Sebrina Joergensen, a 3B literature & rhetoric student, had her own meet-cute story. Joergensen explained how she spotted her boyfriend at the Glow Centre: “On my left at a different table was a guy with a chewlery necklace and tie-dye crocs, and I thought 1) he’s autistic, like me! and 2) this is the cutest guy I have ever seen. So of course I wanted to strike up a conversation, and I did it the only way I know how — commenting on a shared thing — autism — and infodumping about a special interest. Turns out he was also trans, like me.” A couple weeks after this meeting, the pair made it official. “It’s been a little over three months since then and I’m so happy with him. Moral of the story, I suppose, is to be authentic.”
To couples on campus, Jordan Litt, a 1B honours biology student, advises, “Make sure you make time for each other every day.” Litt says of her boyfriend, “A lot of our relationship was spent online during lockdown, and we did not have many chances to go out on dates or physically see each other. Now I get to see him all the time! Even if it’s just getting a quick lunch from Tim Hortons or going for a walk through the Peter Russell Rock Garden, it’s important to us to hang out despite our busy schedules.”
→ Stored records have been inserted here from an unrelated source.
//! Mnemonic text codec for single instructions
//!
//! One instruction per line: lowercase mnemonic, a single space, then the
//! decimal operand for opcodes that take one.

use std::fmt;

use super::{Instruction, OperandKind, Operation};
use crate::error::FormatError;

pub(super) fn encode(instr: &Instruction, f: &mut fmt::Formatter<'_>) -> fmt::Result {
    match instr.op().operand_kind() {
        OperandKind::None => f.write_str(instr.op().mnemonic()),
        OperandKind::Integer | OperandKind::Label => {
            write!(f, "{} {}", instr.op().mnemonic(), instr.param())
        }
    }
}

pub(super) fn decode(line: &str) -> Result<Instruction, FormatError> {
    let mut parts = line.split(' ');
    let mnemonic = parts.next().unwrap_or_default();
    let argument = parts.next();
    let extra = parts.count();
    if extra > 0 {
        return Err(FormatError::TooManyTokens { found: extra + 2 });
    }

    let op = lookup(mnemonic)?;
    let param = match op.operand_kind() {
        OperandKind::None => 0,
        OperandKind::Integer => parse_integer(op, argument)?,
        OperandKind::Label => {
            let value = parse_integer(op, argument)?;
            if value < 0 {
                return Err(FormatError::NegativeLabel { value });
            }
            value
        }
    };
    Ok(Instruction::new(op, param))
}

/// Case-insensitive mnemonic lookup
fn lookup(mnemonic: &str) -> Result<Operation, FormatError> {
    match mnemonic.to_ascii_lowercase().as_str() {
        "readch" => Ok(Operation::Readch),
        "readi" => Ok(Operation::Readi),
        "writech" => Ok(Operation::Writech),
        "writei" => Ok(Operation::Writei),

        "push" => Ok(Operation::Push),
        "dup" => Ok(Operation::Dup),
        "swap" => Ok(Operation::Swap),
        "pop" => Ok(Operation::Pop),
        "copy" => Ok(Operation::Copy),
        "drop" => Ok(Operation::Drop),

        "add" => Ok(Operation::Add),
        "sub" => Ok(Operation::Sub),
        "mul" => Ok(Operation::Mul),
        "div" => Ok(Operation::Div),
        "mod" => Ok(Operation::Mod),

        "label" => Ok(Operation::Label),
        "call" => Ok(Operation::Call),
        "jmp" => Ok(Operation::Jmp),
        "jmpzero" => Ok(Operation::Jmpzero),
        "jmpneg" => Ok(Operation::Jmpneg),
        "ret" => Ok(Operation::Ret),
        "exit" => Ok(Operation::Exit),

        "store" => Ok(Operation::Store),
        "load" => Ok(Operation::Load),

        _ => Err(FormatError::UnknownMnemonic {
            name: mnemonic.to_string(),
        }),
    }
}

fn parse_integer(op: Operation, argument: Option<&str>) -> Result<i64, FormatError> {
    let token = argument.ok_or(FormatError::MissingOperand {
        mnemonic: op.mnemonic(),
    })?;
    token.parse().map_err(|_| FormatError::InvalidOperand {
        token: token.to_string(),
    })
}
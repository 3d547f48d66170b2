//! Error types for the codec and the execution engine
//!
//! Two disjoint taxonomies:
//! - [`FormatError`]: malformed binary or text input, raised at
//!   assemble/decode time and never recovered from silently.
//! - [`RuntimeFault`]: fatal execution faults; the engine makes no attempt
//!   to recover and the host is expected to abort the run.

use thiserror::Error;

/// Decode/assembly error for the binary and text instruction formats
#[derive(Debug, Error, Clone, PartialEq, Eq)]
pub enum FormatError {
    /// Buffer ended before a full opcode prefix could be read
    #[error("not enough data to parse instruction")]
    Truncated,
    /// Leading symbols match no opcode prefix
    #[error("unknown instruction prefix")]
    UnknownPrefix,
    /// Signed integer operand with no sign symbol before the terminator
    #[error("integer is missing a sign symbol")]
    MissingSign,
    /// The line-terminator symbol appeared in the sign position
    #[error("sign symbol of an integer cannot be the terminator")]
    InvalidSign,
    /// Integer operand ran out of buffer before its terminator symbol
    #[error("integer is missing its terminator symbol")]
    UnterminatedInteger,
    /// Mnemonic not in the opcode table
    #[error("unknown mnemonic \"{name}\"")]
    UnknownMnemonic { name: String },
    /// Opcode requires an operand but none was given
    #[error("mnemonic \"{mnemonic}\" requires an operand")]
    MissingOperand { mnemonic: &'static str },
    /// Operand token is not a decimal integer
    #[error("invalid operand \"{token}\": not a decimal integer")]
    InvalidOperand { token: String },
    /// Label-family operand must be non-negative
    #[error("label operand must be non-negative, got {value}")]
    NegativeLabel { value: i64 },
    /// A line split into more than mnemonic + operand
    #[error("instruction is at most a mnemonic and one operand, found {found} tokens")]
    TooManyTokens { found: usize },
    /// Binary decode failure with the byte offset where it occurred
    #[error("decode error at offset {offset}: {source}")]
    AtOffset {
        offset: usize,
        #[source]
        source: Box<FormatError>,
    },
    /// Text decode failure with the 1-based source line
    #[error("line {line}: {source}")]
    AtLine {
        line: usize,
        #[source]
        source: Box<FormatError>,
    },
}

impl FormatError {
    /// Annotate this error with the byte offset it was raised at
    pub(crate) fn at_offset(self, offset: usize) -> FormatError {
        FormatError::AtOffset {
            offset,
            source: Box::new(self),
        }
    }

    /// Annotate this error with the 1-based line it was raised at
    pub(crate) fn at_line(self, line: usize) -> FormatError {
        FormatError::AtLine {
            line,
            source: Box::new(self),
        }
    }
}

/// Fatal fault raised while executing a program
#[derive(Debug, Error)]
pub enum RuntimeFault {
    /// Pop from an empty operand stack
    #[error("cannot pop from an empty stack")]
    StackUnderflow,
    /// COPY index at or beyond the current stack depth
    #[error("copy index {index} out of range for stack depth {depth}")]
    CopyOutOfRange { index: i64, depth: usize },
    /// DROP count exceeding the elements below the top
    #[error("drop count {count} out of range for stack depth {depth}")]
    DropOutOfRange { count: i64, depth: usize },
    /// DIV or MOD with a zero divisor
    #[error("division by zero")]
    DivisionByZero,
    /// Branch to a label with no LABEL marker in the program
    #[error("label {label} was not found")]
    UndefinedLabel { label: i64 },
    /// RET with an empty call-return stack
    #[error("return with an empty call-return stack")]
    ReturnStackUnderflow,
    /// Program counter past the last instruction without an EXIT
    #[error("program counter {pc} out of range for {len} instructions")]
    PcOutOfRange { pc: usize, len: usize },
    /// WRITECH value that is not a Unicode scalar value
    #[error("value {value} is not a valid character code point")]
    InvalidCharacter { value: i64 },
    /// I/O channel failure during READCH/READI/WRITECH/WRITEI
    #[error("i/o channel error: {0}")]
    Io(#[from] std::io::Error),
}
Making time for informal dates in between classes at more aesthetically pleasing campus spots such as Funken Cafe, the EV courtyard, and the Conrad Grebel campus, all of which come highly recommended, seem to be the key to success for couples on campus.
While walking around campus interviewing students for this article, I found myself faced with awkward little rejections over and over again. I soon found that they did not bother me: I was completely comfortable with this low-level rejection. While meeting new people and hearing about their dating lives, thoughts on love, and advice for others, I began to have a little more faith that love — or at least friendship — is out there for everyone, so long as you’re willing to get comfortable with rejection.